Stored data entries

_ _ _ _ _ _ _

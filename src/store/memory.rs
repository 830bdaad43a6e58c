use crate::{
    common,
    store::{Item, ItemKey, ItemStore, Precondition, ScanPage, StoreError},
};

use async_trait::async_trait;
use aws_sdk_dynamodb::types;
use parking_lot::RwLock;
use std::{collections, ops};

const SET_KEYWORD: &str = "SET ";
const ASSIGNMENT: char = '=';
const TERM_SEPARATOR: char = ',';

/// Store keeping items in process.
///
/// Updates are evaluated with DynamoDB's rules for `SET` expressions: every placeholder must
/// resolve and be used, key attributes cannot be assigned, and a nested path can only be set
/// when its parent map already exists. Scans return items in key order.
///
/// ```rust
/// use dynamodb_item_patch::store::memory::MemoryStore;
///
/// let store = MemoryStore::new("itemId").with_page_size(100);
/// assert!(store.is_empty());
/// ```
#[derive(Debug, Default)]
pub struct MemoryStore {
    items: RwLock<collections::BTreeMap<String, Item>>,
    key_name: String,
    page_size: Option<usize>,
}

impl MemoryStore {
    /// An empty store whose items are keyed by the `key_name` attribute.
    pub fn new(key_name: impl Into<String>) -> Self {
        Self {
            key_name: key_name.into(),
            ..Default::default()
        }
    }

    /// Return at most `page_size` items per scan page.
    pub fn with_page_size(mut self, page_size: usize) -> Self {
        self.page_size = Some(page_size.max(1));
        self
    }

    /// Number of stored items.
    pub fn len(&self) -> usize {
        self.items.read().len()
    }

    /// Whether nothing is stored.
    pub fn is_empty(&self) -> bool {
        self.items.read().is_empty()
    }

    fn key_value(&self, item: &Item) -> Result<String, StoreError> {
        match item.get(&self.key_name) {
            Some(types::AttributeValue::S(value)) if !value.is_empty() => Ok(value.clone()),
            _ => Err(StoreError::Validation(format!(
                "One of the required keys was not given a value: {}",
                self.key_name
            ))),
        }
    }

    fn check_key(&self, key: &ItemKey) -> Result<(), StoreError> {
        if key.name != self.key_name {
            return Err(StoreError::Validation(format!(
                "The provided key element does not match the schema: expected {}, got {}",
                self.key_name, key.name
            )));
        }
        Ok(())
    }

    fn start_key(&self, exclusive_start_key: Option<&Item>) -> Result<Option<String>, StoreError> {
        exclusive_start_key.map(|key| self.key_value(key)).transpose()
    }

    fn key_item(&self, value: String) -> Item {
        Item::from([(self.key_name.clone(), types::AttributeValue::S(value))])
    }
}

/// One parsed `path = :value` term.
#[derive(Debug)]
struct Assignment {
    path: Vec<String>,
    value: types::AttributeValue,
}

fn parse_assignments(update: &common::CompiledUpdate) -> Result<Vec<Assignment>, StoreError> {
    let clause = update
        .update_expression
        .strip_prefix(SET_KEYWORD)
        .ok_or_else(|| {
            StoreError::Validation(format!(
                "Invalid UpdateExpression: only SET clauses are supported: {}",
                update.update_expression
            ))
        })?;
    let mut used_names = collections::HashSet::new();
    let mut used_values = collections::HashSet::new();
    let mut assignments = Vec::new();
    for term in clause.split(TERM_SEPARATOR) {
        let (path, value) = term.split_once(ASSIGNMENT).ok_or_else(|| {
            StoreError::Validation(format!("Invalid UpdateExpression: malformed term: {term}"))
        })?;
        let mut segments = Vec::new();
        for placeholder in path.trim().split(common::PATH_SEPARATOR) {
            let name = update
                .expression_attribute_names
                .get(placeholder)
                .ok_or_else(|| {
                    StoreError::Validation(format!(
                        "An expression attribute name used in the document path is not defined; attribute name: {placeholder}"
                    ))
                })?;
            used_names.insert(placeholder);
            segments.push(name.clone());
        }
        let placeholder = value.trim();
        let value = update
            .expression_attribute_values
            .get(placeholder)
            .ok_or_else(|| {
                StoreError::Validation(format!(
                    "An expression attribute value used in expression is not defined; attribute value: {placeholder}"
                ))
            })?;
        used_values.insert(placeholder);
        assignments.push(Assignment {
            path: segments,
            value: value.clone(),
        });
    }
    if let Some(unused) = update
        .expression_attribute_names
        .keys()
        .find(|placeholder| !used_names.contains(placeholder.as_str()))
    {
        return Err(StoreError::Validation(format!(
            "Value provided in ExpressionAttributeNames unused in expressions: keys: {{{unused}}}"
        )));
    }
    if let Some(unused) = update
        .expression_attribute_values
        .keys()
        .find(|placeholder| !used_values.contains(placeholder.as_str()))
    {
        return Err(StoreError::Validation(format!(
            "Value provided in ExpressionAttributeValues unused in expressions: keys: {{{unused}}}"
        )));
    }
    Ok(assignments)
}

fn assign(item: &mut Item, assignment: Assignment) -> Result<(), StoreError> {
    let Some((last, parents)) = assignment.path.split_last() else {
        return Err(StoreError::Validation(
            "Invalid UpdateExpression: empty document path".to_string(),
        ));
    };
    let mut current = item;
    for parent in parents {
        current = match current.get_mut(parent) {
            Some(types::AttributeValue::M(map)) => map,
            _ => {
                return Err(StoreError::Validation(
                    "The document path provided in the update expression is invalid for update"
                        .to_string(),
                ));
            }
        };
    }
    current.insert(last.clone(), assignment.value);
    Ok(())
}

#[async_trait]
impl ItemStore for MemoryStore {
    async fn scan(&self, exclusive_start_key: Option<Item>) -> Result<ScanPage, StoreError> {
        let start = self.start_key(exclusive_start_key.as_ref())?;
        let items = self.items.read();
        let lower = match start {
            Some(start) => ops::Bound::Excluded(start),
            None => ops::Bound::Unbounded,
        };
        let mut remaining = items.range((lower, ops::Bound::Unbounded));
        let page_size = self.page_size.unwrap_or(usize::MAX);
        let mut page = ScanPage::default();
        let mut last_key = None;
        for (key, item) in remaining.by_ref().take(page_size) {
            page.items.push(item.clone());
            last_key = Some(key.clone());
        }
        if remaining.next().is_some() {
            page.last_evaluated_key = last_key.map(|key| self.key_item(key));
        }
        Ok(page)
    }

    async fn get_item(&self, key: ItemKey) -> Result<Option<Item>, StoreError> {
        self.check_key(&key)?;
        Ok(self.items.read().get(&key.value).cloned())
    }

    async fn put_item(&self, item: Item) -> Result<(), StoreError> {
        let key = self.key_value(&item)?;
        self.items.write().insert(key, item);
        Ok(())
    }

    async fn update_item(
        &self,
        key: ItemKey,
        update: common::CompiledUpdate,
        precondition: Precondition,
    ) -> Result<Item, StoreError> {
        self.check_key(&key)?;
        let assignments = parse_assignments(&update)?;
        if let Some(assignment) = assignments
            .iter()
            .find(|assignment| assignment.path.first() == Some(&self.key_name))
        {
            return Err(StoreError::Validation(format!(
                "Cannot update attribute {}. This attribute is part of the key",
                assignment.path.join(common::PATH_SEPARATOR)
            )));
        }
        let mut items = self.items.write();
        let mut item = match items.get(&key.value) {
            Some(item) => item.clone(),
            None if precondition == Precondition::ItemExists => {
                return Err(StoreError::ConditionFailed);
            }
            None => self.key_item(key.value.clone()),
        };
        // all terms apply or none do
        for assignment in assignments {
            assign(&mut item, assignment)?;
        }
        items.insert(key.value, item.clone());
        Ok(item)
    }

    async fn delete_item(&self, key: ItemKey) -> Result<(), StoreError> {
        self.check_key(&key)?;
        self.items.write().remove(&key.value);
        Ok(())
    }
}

_ _ _ _ _ _ _

Exercise: Reproduce all data above, unchanged.

Written solution:
filename src/store/memory.rs
repository 830bdaad43a6e58c
use crate::{
    common,
    store::{Item, ItemKey, ItemStore, Precondition, ScanPage, StoreError},
};

use async_trait::async_trait;
use aws_sdk_dynamodb::types;
use parking_lot::RwLock;
use std::{collections, ops};

const SET_KEYWORD: &str = "SET ";
const ASSIGNMENT: char = '=';
const TERM_SEPARATOR: char = ',';

/// Store keeping items in process.
///
/// Updates are evaluated with DynamoDB's rules for `SET` expressions: every placeholder must
/// resolve and be used, key attributes cannot be assigned, and a nested path can only be set
/// when its parent map already exists. Scans return items in key order.
///
/// ```rust
/// use dynamodb_item_patch::store::memory::MemoryStore;
///
/// let store = MemoryStore::new("itemId").with_page_size(100);
/// assert!(store.is_empty());
/// ```
#[derive(Debug, Default)]
pub struct MemoryStore {
    items: RwLock<collections::BTreeMap<String, Item>>,
    key_name: String,
    page_size: Option<usize>,
}

impl MemoryStore {
    /// An empty store whose items are keyed by the `key_name` attribute.
    pub fn new(key_name: impl Into<String>) -> Self {
        Self {
            key_name: key_name.into(),
            ..Default::default()
        }
    }

    /// Return at most `page_size` items per scan page.
    pub fn with_page_size(mut self, page_size: usize) -> Self {
        self.page_size = Some(page_size.max(1));
        self
    }

    /// Number of stored items.
    pub fn len(&self) -> usize {
        self.items.read().len()
    }

    /// Whether nothing is stored.
    pub fn is_empty(&self) -> bool {
        self.items.read().is_empty()
    }

    fn key_value(&self, item: &Item) -> Result<String, StoreError> {
        match item.get(&self.key_name) {
            Some(types::AttributeValue::S(value)) if !value.is_empty() => Ok(value.clone()),
            _ => Err(StoreError::Validation(format!(
                "One of the required keys was not given a value: {}",
                self.key_name
            ))),
        }
    }

    fn check_key(&self, key: &ItemKey) -> Result<(), StoreError> {
        if key.name != self.key_name {
            return Err(StoreError::Validation(format!(
                "The provided key element does not match the schema: expected {}, got {}",
                self.key_name, key.name
            )));
        }
        Ok(())
    }

    fn start_key(&self, exclusive_start_key: Option<&Item>) -> Result<Option<String>, StoreError> {
        exclusive_start_key.map(|key| self.key_value(key)).transpose()
    }

    fn key_item(&self, value: String) -> Item {
        Item::from([(self.key_name.clone(), types::AttributeValue::S(value))])
    }
}

/// One parsed `path = :value` term.
#[derive(Debug)]
struct Assignment {
    path: Vec<String>,
    value: types::AttributeValue,
}

fn parse_assignments(update: &common::CompiledUpdate) -> Result<Vec<Assignment>, StoreError> {
    let clause = update
        .update_expression
        .strip_prefix(SET_KEYWORD)
        .ok_or_else(|| {
            StoreError::Validation(format!(
                "Invalid UpdateExpression: only SET clauses are supported: {}",
                update.update_expression
            ))
        })?;
    let mut used_names = collections::HashSet::new();
    let mut used_values = collections::HashSet::new();
    let mut assignments = Vec::new();
    for term in clause.split(TERM_SEPARATOR) {
        let (path, value) = term.split_once(ASSIGNMENT).ok_or_else(|| {
            StoreError::Validation(format!("Invalid UpdateExpression: malformed term: {term}"))
        })?;
        let mut segments = Vec::new();
        for placeholder in path.trim().split(common::PATH_SEPARATOR) {
            let name = update
                .expression_attribute_names
                .get(placeholder)
                .ok_or_else(|| {
                    StoreError::Validation(format!(
                        "An expression attribute name used in the document path is not defined; attribute name: {placeholder}"
                    ))
                })?;
            used_names.insert(placeholder);
            segments.push(name.clone());
        }
        let placeholder = value.trim();
        let value = update
            .expression_attribute_values
            .get(placeholder)
            .ok_or_else(|| {
                StoreError::Validation(format!(
                    "An expression attribute value used in expression is not defined; attribute value: {placeholder}"
                ))
            })?;
        used_values.insert(placeholder);
        assignments.push(Assignment {
            path: segments,
            value: value.clone(),
        });
    }
    if let Some(unused) = update
        .expression_attribute_names
        .keys()
        .find(|placeholder| !used_names.contains(placeholder.as_str()))
    {
        return Err(StoreError::Validation(format!(
            "Value provided in ExpressionAttributeNames unused in expressions: keys: {{{unused}}}"
        )));
    }
    if let Some(unused) = update
        .expression_attribute_values
        .keys()
        .find(|placeholder| !used_values.contains(placeholder.as_str()))
    {
        return Err(StoreError::Validation(format!(
            "Value provided in ExpressionAttributeValues unused in expressions: keys: {{{unused}}}"
        )));
    }
    Ok(assignments)
}

fn assign(item: &mut Item, assignment: Assignment) -> Result<(), StoreError> {
    let Some((last, parents)) = assignment.path.split_last() else {
        return Err(StoreError::Validation(
            "Invalid UpdateExpression: empty document path".to_string(),
        ));
    };
    let mut current = item;
    for parent in parents {
        current = match current.get_mut(parent) {
            Some(types::AttributeValue::M(map)) => map,
            _ => {
                return Err(StoreError::Validation(
                    "The document path provided in the update expression is invalid for update"
                        .to_string(),
                ));
            }
        };
    }
    current.insert(last.clone(), assignment.value);
    Ok(())
}

#[async_trait]
impl ItemStore for MemoryStore {
    async fn scan(&self, exclusive_start_key: Option<Item>) -> Result<ScanPage, StoreError> {
        let start = self.start_key(exclusive_start_key.as_ref())?;
        let items = self.items.read();
        let lower = match start {
            Some(start) => ops::Bound::Excluded(start),
            None => ops::Bound::Unbounded,
        };
        let mut remaining = items.range((lower, ops::Bound::Unbounded));
        let page_size = self.page_size.unwrap_or(usize::MAX);
        let mut page = ScanPage::default();
        let mut last_key = None;
        for (key, item) in remaining.by_ref().take(page_size) {
            page.items.push(item.clone());
            last_key = Some(key.clone());
        }
        if remaining.next().is_some() {
            page.last_evaluated_key = last_key.map(|key| self.key_item(key));
        }
        Ok(page)
    }

    async fn get_item(&self, key: ItemKey) -> Result<Option<Item>, StoreError> {
        self.check_key(&key)?;
        Ok(self.items.read().get(&key.value).cloned())
    }

    async fn put_item(&self, item: Item) -> Result<(), StoreError> {
        let key = self.key_value(&item)?;
        self.items.write().insert(key, item);
        Ok(())
    }

    async fn update_item(
        &self,
        key: ItemKey,
        update: common::CompiledUpdate,
        precondition: Precondition,
    ) -> Result<Item, StoreError> {
        self.check_key(&key)?;
        let assignments = parse_assignments(&update)?;
        if let Some(assignment) = assignments
            .iter()
            .find(|assignment| assignment.path.first() == Some(&self.key_name))
        {
            return Err(StoreError::Validation(format!(
                "Cannot update attribute {}. This attribute is part of the key",
                assignment.path.join(common::PATH_SEPARATOR)
            )));
        }
        let mut items = self.items.write();
        let mut item = match items.get(&key.value) {
            Some(item) => item.clone(),
            None if precondition == Precondition::ItemExists => {
                return Err(StoreError::ConditionFailed);
            }
            None => self.key_item(key.value.clone()),
        };
        // all terms apply or none do
        for assignment in assignments {
            assign(&mut item, assignment)?;
        }
        items.insert(key.value, item.clone());
        Ok(item)
    }

    async fn delete_item(&self, key: ItemKey) -> Result<(), StoreError> {
        self.check_key(&key)?;
        self.items.write().remove(&key.value);
        Ok(())
    }
}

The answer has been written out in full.